Robert Hutchinson, an Alachua County Commissioner and member of the Empowerment Center Oversight Advisory Board, said that [the board] was not consulted for the decision, but acknowledged that the City Commission is the entity who manages Dignity Village.

“Our understanding is they are at capacity right now,” Hutchinson said. “It was a little hard to tell whether the 156th person will be turned away.”

Hutchinson said that the current management and relocation issue of Dignity Village is a difficult problem, especially since at least one-third of the population of the Empowerment Center and Dignity Village is physically disabled.

“Dignity Village was actually an unanticipated consequence of the opening of the empowering center,” Bob Woods said.
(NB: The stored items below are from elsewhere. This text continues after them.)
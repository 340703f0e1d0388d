//! File operation tools — safe file I/O constrained to a sandbox root.
//!
//! Every function takes the root as a parameter; requested paths must be
//! relative, must not contain `..` components, and must resolve inside
//! the root after canonicalization.
//!
//! All functions return `Result<Value, String>`; the error string goes
//! straight back to the model.

use std::path::{Component, Path, PathBuf};

use chrono::{DateTime, Utc};
use serde::{Deserialize, Serialize};
use serde_json::Value;
use tokio::fs;

// ━━━━━━━━━━━━━━━━━━━━━━━━━━━━━━━━━━━━━━━━━━━━━━━━━━━━━━━━━━━━━━━━━━
// Request / response types
// ━━━━━━━━━━━━━━━━━━━━━━━━━━━━━━━━━━━━━━━━━━━━━━━━━━━━━━━━━━━━━━━━━━

#[derive(Debug, Clone, Deserialize)]
pub struct FileReadRequest {
    pub path: String,
}

#[derive(Debug, Clone, Deserialize)]
pub struct FileWriteRequest {
    pub path: String,
    pub content: String,
}

#[derive(Debug, Clone, Deserialize)]
pub struct FileListRequest {
    #[serde(default = "default_dot")]
    pub path: String,
}

fn default_dot() -> String {
    ".".into()
}

#[derive(Debug, Clone, Serialize)]
pub struct DirEntry {
    pub name: String,
    pub size: u64,
    pub modified: String,
    pub is_dir: bool,
}

// ━━━━━━━━━━━━━━━━━━━━━━━━━━━━━━━━━━━━━━━━━━━━━━━━━━━━━━━━━━━━━━━━━━
// Path resolution
// ━━━━━━━━━━━━━━━━━━━━━━━━━━━━━━━━━━━━━━━━━━━━━━━━━━━━━━━━━━━━━━━━━━

/// Resolve a requested path against the tools root.
///
/// Only plain relative paths are accepted — no leading `/`, no drive
/// prefix, no `..` — so the lexical join can never leave the root on its
/// own. What the join cannot rule out is a symlink already inside the
/// tree pointing elsewhere; the deepest existing ancestor of the target
/// is therefore resolved through the filesystem and must land inside the
/// resolved root before the not-yet-existing remainder is re-attached.
pub fn resolve_in_root(root: &Path, requested: &str) -> Result<PathBuf, String> {
    let rel = Path::new(requested);
    let plain = rel
        .components()
        .all(|c| matches!(c, Component::Normal(_) | Component::CurDir));
    if !plain {
        return Err(format!(
            "'{requested}' is not allowed: paths must be relative to the tools root and free of '..'"
        ));
    }

    let root = root
        .canonicalize()
        .map_err(|e| format!("tools root '{}' is not usable: {e}", root.display()))?;
    let target = root.join(rel);

    let anchor = target
        .ancestors()
        .find(|p| p.exists())
        .unwrap_or(root.as_path());
    let resolved_anchor = anchor
        .canonicalize()
        .map_err(|e| format!("cannot resolve '{requested}': {e}"))?;
    if !resolved_anchor.starts_with(&root) {
        return Err(format!("'{requested}' points outside the tools root"));
    }

    let remainder = target.strip_prefix(anchor).unwrap_or(Path::new(""));
    Ok(resolved_anchor.join(remainder))
}

// ━━━━━━━━━━━━━━━━━━━━━━━━━━━━━━━━━━━━━━━━━━━━━━━━━━━━━━━━━━━━━━━━━━
// Tool implementations
// ━━━━━━━━━━━━━━━━━━━━━━━━━━━━━━━━━━━━━━━━━━━━━━━━━━━━━━━━━━━━━━━━━━

pub async fn file_read(root: &Path, req: FileReadRequest) -> Result<Value, String> {
    let path = resolve_in_root(root, &req.path)?;

    let content = fs::read_to_string(&path)
        .await
        .map_err(|e| format!("failed to read '{}': {e}", req.path))?;

    Ok(serde_json::json!({
        "path": req.path,
        "content": content,
    }))
}

pub async fn file_write(root: &Path, req: FileWriteRequest) -> Result<Value, String> {
    let path = resolve_in_root(root, &req.path)?;

    if let Some(parent) = path.parent() {
        fs::create_dir_all(parent)
            .await
            .map_err(|e| format!("failed to create parent directory: {e}"))?;
    }

    fs::write(&path, req.content.as_bytes())
        .await
        .map_err(|e| format!("failed to write '{}': {e}", req.path))?;

    Ok(serde_json::json!({
        "path": req.path,
        "bytes_written": req.content.len(),
        "success": true,
    }))
}

pub async fn file_list(root: &Path, req: FileListRequest) -> Result<Value, String> {
    let path = resolve_in_root(root, &req.path)?;

    let mut read_dir = fs::read_dir(&path)
        .await
        .map_err(|e| format!("failed to read directory '{}': {e}", req.path))?;

    let mut entries: Vec<DirEntry> = Vec::new();
    while let Some(entry) = read_dir
        .next_entry()
        .await
        .map_err(|e| format!("failed to read directory entry: {e}"))?
    {
        let metadata = entry
            .metadata()
            .await
            .map_err(|e| format!("failed to read metadata: {e}"))?;

        let modified = metadata
            .modified()
            .ok()
            .map(|t| {
                let dt: DateTime<Utc> = t.into();
                dt.to_rfc3339()
            })
            .unwrap_or_default();

        entries.push(DirEntry {
            name: entry.file_name().to_string_lossy().to_string(),
            size: metadata.len(),
            modified,
            is_dir: metadata.is_dir(),
        });
    }

    entries.sort_by(|a, b| a.name.cmp(&b.name));

    Ok(serde_json::json!({
        "path": req.path,
        "entries": entries,
        "count": entries.len(),
    }))
}

// ━━━━━━━━━━━━━━━━━━━━━━━━━━━━━━━━━━━━━━━━━━━━━━━━━━━━━━━━━━━━━━━━━━
// Tests
// ━━━━━━━━━━━━━━━━━━━━━━━━━━━━━━━━━━━━━━━━━━━━━━━━━━━━━━━━━━━━━━━━━━

#[cfg(test)]
mod tests {
    use super::*;
    use tempfile::TempDir;

    #[test]
    fn traversal_and_absolute_paths_are_refused() {
        let root = TempDir::new().unwrap();
        for bad in ["../etc/passwd", "a/../../b", "/etc/passwd"] {
            let err = resolve_in_root(root.path(), bad).unwrap_err();
            assert!(err.contains("not allowed"), "{bad}: {err}");
        }
    }

    #[test]
    fn missing_tail_resolves_under_existing_ancestor() {
        let root = TempDir::new().unwrap();
        let resolved = resolve_in_root(root.path(), "deep/nested/new.txt").unwrap();
        assert!(resolved.starts_with(root.path().canonicalize().unwrap()));
        assert!(resolved.ends_with("deep/nested/new.txt"));
    }

    #[cfg(unix)]
    #[test]
    fn symlink_escape_is_refused() {
        let root = TempDir::new().unwrap();
        let outside = TempDir::new().unwrap();
        std::os::unix::fs::symlink(outside.path(), root.path().join("exit")).unwrap();

        let err = resolve_in_root(root.path(), "exit/secret.txt").unwrap_err();
        assert!(err.contains("outside the tools root"), "{err}");
    }

    #[tokio::test]
    async fn write_then_read_roundtrip() {
        let root = TempDir::new().unwrap();

        file_write(
            root.path(),
            FileWriteRequest { path: "notes/todo.txt".into(), content: "ship it".into() },
        )
        .await
        .unwrap();

        let result = file_read(root.path(), FileReadRequest { path: "notes/todo.txt".into() })
            .await
            .unwrap();
        assert_eq!(result["content"], "ship it");
    }

    #[tokio::test]
    async fn list_returns_sorted_entries() {
        let root = TempDir::new().unwrap();
        std::fs::write(root.path().join("b.txt"), "b").unwrap();
        std::fs::write(root.path().join("a.txt"), "a").unwrap();
        std::fs::create_dir(root.path().join("dir")).unwrap();

        let result = file_list(root.path(), FileListRequest { path: ".".into() })
            .await
            .unwrap();
        assert_eq!(result["count"], 3);
        let names: Vec<&str> = result["entries"]
            .as_array()
            .unwrap()
            .iter()
            .map(|e| e["name"].as_str().unwrap())
            .collect();
        assert_eq!(names, vec!["a.txt", "b.txt", "dir"]);
    }

    #[tokio::test]
    async fn read_missing_file_errors_in_band() {
        let root = TempDir::new().unwrap();
        let err = file_read(root.path(), FileReadRequest { path: "ghost.txt".into() })
            .await
            .unwrap_err();
        assert!(err.contains("failed to read"));
    }
}
//! Scheduled tasks and their run records.

use chrono::{DateTime, Utc};
use rusqlite::{params, OptionalExtension, Row};

use envoy_domain::error::Result;

use crate::model::{RunStatus, ScheduledTaskRow, TaskRunRow};
use crate::{db_err, Store};

fn parse_ts(s: String) -> DateTime<Utc> {
    DateTime::parse_from_rfc3339(&s)
        .map(|dt| dt.with_timezone(&Utc))
        .unwrap_or_else(|_| Utc::now())
}

fn task_from_row(row: &Row<'_>) -> rusqlite::Result<ScheduledTaskRow> {
    Ok(ScheduledTaskRow {
        id: row.get(0)?,
        name: row.get(1)?,
        description: row.get(2)?,
        cron: row.get(3)?,
        enabled: row.get::<_, i64>(4)? != 0,
        created_at: parse_ts(row.get(5)?),
        updated_at: parse_ts(row.get(6)?),
    })
}

const TASK_COLS: &str = "id, name, description, cron, enabled, created_at, updated_at";

fn run_from_row(row: &Row<'_>) -> rusqlite::Result<TaskRunRow> {
    let status_raw: String = row.get(2)?;
    Ok(TaskRunRow {
        id: row.get(0)?,
        task_id: row.get(1)?,
        status: RunStatus::parse(&status_raw).unwrap_or(RunStatus::Error),
        result: row.get(3)?,
        output: row.get(4)?,
        started_at: parse_ts(row.get(5)?),
        finished_at: row.get::<_, Option<String>>(6)?.map(parse_ts),
    })
}

const RUN_COLS: &str = "id, task_id, status, result, output, started_at, finished_at";

impl Store {
    // ── Tasks ─────────────────────────────────────────────────────────

    pub async fn create_task(
        &self,
        name: &str,
        description: &str,
        cron: &str,
    ) -> Result<ScheduledTaskRow> {
        let now = Utc::now();
        let row = ScheduledTaskRow {
            id: uuid::Uuid::new_v4().to_string(),
            name: name.to_string(),
            description: description.to_string(),
            cron: cron.to_string(),
            enabled: true,
            created_at: now,
            updated_at: now,
        };
        let conn = self.conn.lock().await;
        conn.execute(
            "INSERT INTO scheduled_tasks (id, name, description, cron, enabled, created_at, updated_at)
             VALUES (?1, ?2, ?3, ?4, 1, ?5, ?6)",
            params![row.id, row.name, row.description, row.cron, now.to_rfc3339(), now.to_rfc3339()],
        )
        .map_err(db_err)?;
        Ok(row)
    }

    pub async fn update_task(&self, row: &ScheduledTaskRow) -> Result<()> {
        let conn = self.conn.lock().await;
        conn.execute(
            "UPDATE scheduled_tasks
             SET description = ?2, cron = ?3, enabled = ?4, updated_at = ?5
             WHERE id = ?1",
            params![
                row.id,
                row.description,
                row.cron,
                row.enabled as i64,
                Utc::now().to_rfc3339(),
            ],
        )
        .map_err(db_err)?;
        Ok(())
    }

    pub async fn get_task(&self, id: &str) -> Result<Option<ScheduledTaskRow>> {
        let conn = self.conn.lock().await;
        conn.query_row(
            &format!("SELECT {TASK_COLS} FROM scheduled_tasks WHERE id = ?1"),
            params![id],
            task_from_row,
        )
        .optional()
        .map_err(db_err)
    }

    pub async fn get_task_by_name(&self, name: &str) -> Result<Option<ScheduledTaskRow>> {
        let conn = self.conn.lock().await;
        conn.query_row(
            &format!("SELECT {TASK_COLS} FROM scheduled_tasks WHERE name = ?1"),
            params![name],
            task_from_row,
        )
        .optional()
        .map_err(db_err)
    }

    pub async fn list_tasks(&self) -> Result<Vec<ScheduledTaskRow>> {
        let conn = self.conn.lock().await;
        let mut stmt = conn
            .prepare(&format!("SELECT {TASK_COLS} FROM scheduled_tasks ORDER BY name ASC"))
            .map_err(db_err)?;
        let rows = stmt.query_map([], task_from_row).map_err(db_err)?;
        rows.collect::<rusqlite::Result<Vec<_>>>().map_err(db_err)
    }

    /// Delete a task (runs cascade). Returns the removed row so the
    /// caller can unschedule its live job.
    pub async fn delete_task_by_name(&self, name: &str) -> Result<Option<ScheduledTaskRow>> {
        let existing = self.get_task_by_name(name).await?;
        if let Some(ref task) = existing {
            let conn = self.conn.lock().await;
            conn.execute("DELETE FROM scheduled_tasks WHERE id = ?1", params![task.id])
                .map_err(db_err)?;
        }
        Ok(existing)
    }

    // ── Runs ──────────────────────────────────────────────────────────

    /// Record the start of a run (status `running`).
    pub async fn insert_run(&self, task_id: &str) -> Result<TaskRunRow> {
        let now = Utc::now();
        let row = TaskRunRow {
            id: uuid::Uuid::new_v4().to_string(),
            task_id: task_id.to_string(),
            status: RunStatus::Running,
            result: None,
            output: None,
            started_at: now,
            finished_at: None,
        };
        let conn = self.conn.lock().await;
        conn.execute(
            "INSERT INTO task_runs (id, task_id, status, started_at) VALUES (?1, ?2, 'running', ?3)",
            params![row.id, row.task_id, now.to_rfc3339()],
        )
        .map_err(db_err)?;
        Ok(row)
    }

    pub async fn complete_run(
        &self,
        run_id: &str,
        status: RunStatus,
        result: Option<&str>,
        output: Option<&str>,
    ) -> Result<()> {
        let conn = self.conn.lock().await;
        conn.execute(
            "UPDATE task_runs SET status = ?2, result = ?3, output = ?4, finished_at = ?5
             WHERE id = ?1",
            params![run_id, status.as_str(), result, output, Utc::now().to_rfc3339()],
        )
        .map_err(db_err)?;
        Ok(())
    }

    /// Concurrency guard: is any run of this task still in flight?
    pub async fn has_running_run(&self, task_id: &str) -> Result<bool> {
        let conn = self.conn.lock().await;
        let count: i64 = conn
            .query_row(
                "SELECT COUNT(*) FROM task_runs WHERE task_id = ?1 AND status = 'running'",
                params![task_id],
                |row| row.get(0),
            )
            .map_err(db_err)?;
        Ok(count > 0)
    }

    pub async fn list_runs(&self, task_id: &str, limit: usize) -> Result<Vec<TaskRunRow>> {
        let conn = self.conn.lock().await;
        let mut stmt = conn
            .prepare(&format!(
                "SELECT {RUN_COLS} FROM task_runs WHERE task_id = ?1
                 ORDER BY started_at DESC LIMIT ?2"
            ))
            .map_err(db_err)?;
        let rows = stmt
            .query_map(params![task_id, limit as i64], run_from_row)
            .map_err(db_err)?;
        rows.collect::<rusqlite::Result<Vec<_>>>().map_err(db_err)
    }

    pub async fn latest_run(&self, task_id: &str) -> Result<Option<TaskRunRow>> {
        Ok(self.list_runs(task_id, 1).await?.into_iter().next())
    }
}

#[cfg(test)]
mod tests {
    use super::*;

    #[tokio::test]
    async fn task_create_delete_roundtrip() {
        let store = Store::open_in_memory().unwrap();
        store.create_task("digest", "summarize the news", "0 9 * * *").await.unwrap();
        assert_eq!(store.list_tasks().await.unwrap().len(), 1);

        let removed = store.delete_task_by_name("digest").await.unwrap();
        assert!(removed.is_some());
        assert!(store.list_tasks().await.unwrap().is_empty());
    }

    #[tokio::test]
    async fn at_most_one_running_run() {
        let store = Store::open_in_memory().unwrap();
        let task = store.create_task("t", "d", "* * * * *").await.unwrap();

        assert!(!store.has_running_run(&task.id).await.unwrap());
        let run = store.insert_run(&task.id).await.unwrap();
        assert!(store.has_running_run(&task.id).await.unwrap());

        store
            .complete_run(&run.id, RunStatus::Success, Some("done"), Some("[]"))
            .await
            .unwrap();
        assert!(!store.has_running_run(&task.id).await.unwrap());

        let latest = store.latest_run(&task.id).await.unwrap().unwrap();
        assert_eq!(latest.status, RunStatus::Success);
        assert_eq!(latest.result.as_deref(), Some("done"));
        assert!(latest.finished_at.is_some());
    }

    #[tokio::test]
    async fn deleting_task_cascades_runs() {
        let store = Store::open_in_memory().unwrap();
        let task = store.create_task("t", "d", "* * * * *").await.unwrap();
        store.insert_run(&task.id).await.unwrap();

        store.delete_task_by_name("t").await.unwrap();
        assert!(store.list_runs(&task.id, 10).await.unwrap().is_empty());
    }
}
As the Empowerment Center’s GRACE Marketplace came to full capacity, people began to set tents around its perimeter, forming a community without management.

Eventually, the city government intervened and Dignity Village became a managed-environment.

Nonetheless, the problems remain as residents of Dignity Village describe the environment as filled with rodents and unprepared for the needs of its community.

Despite the constant issues, Hutchinson said that many people are working toward solutions. He described having a homeless issues meeting filled with 50 people of different agencies and advocacy groups brainstorming solutions for the community.

“It’d be nice if we had an agency for homelessness and is their job to just take care of it,” Hutchinson said. “What we have is this very bifurcated system with all these different organizations, each with their finger in a tiny bit of the pie.”

As many problems relating to homelessness persist, residents maintain that their community has enough space for people at Dignity Village.

“I don’t feel it should really have a limit,” said Brice Kinney, former resident of GRACE marketplace and current resident of Dignity Village. “You just can’t lay on the middle of the freeway.”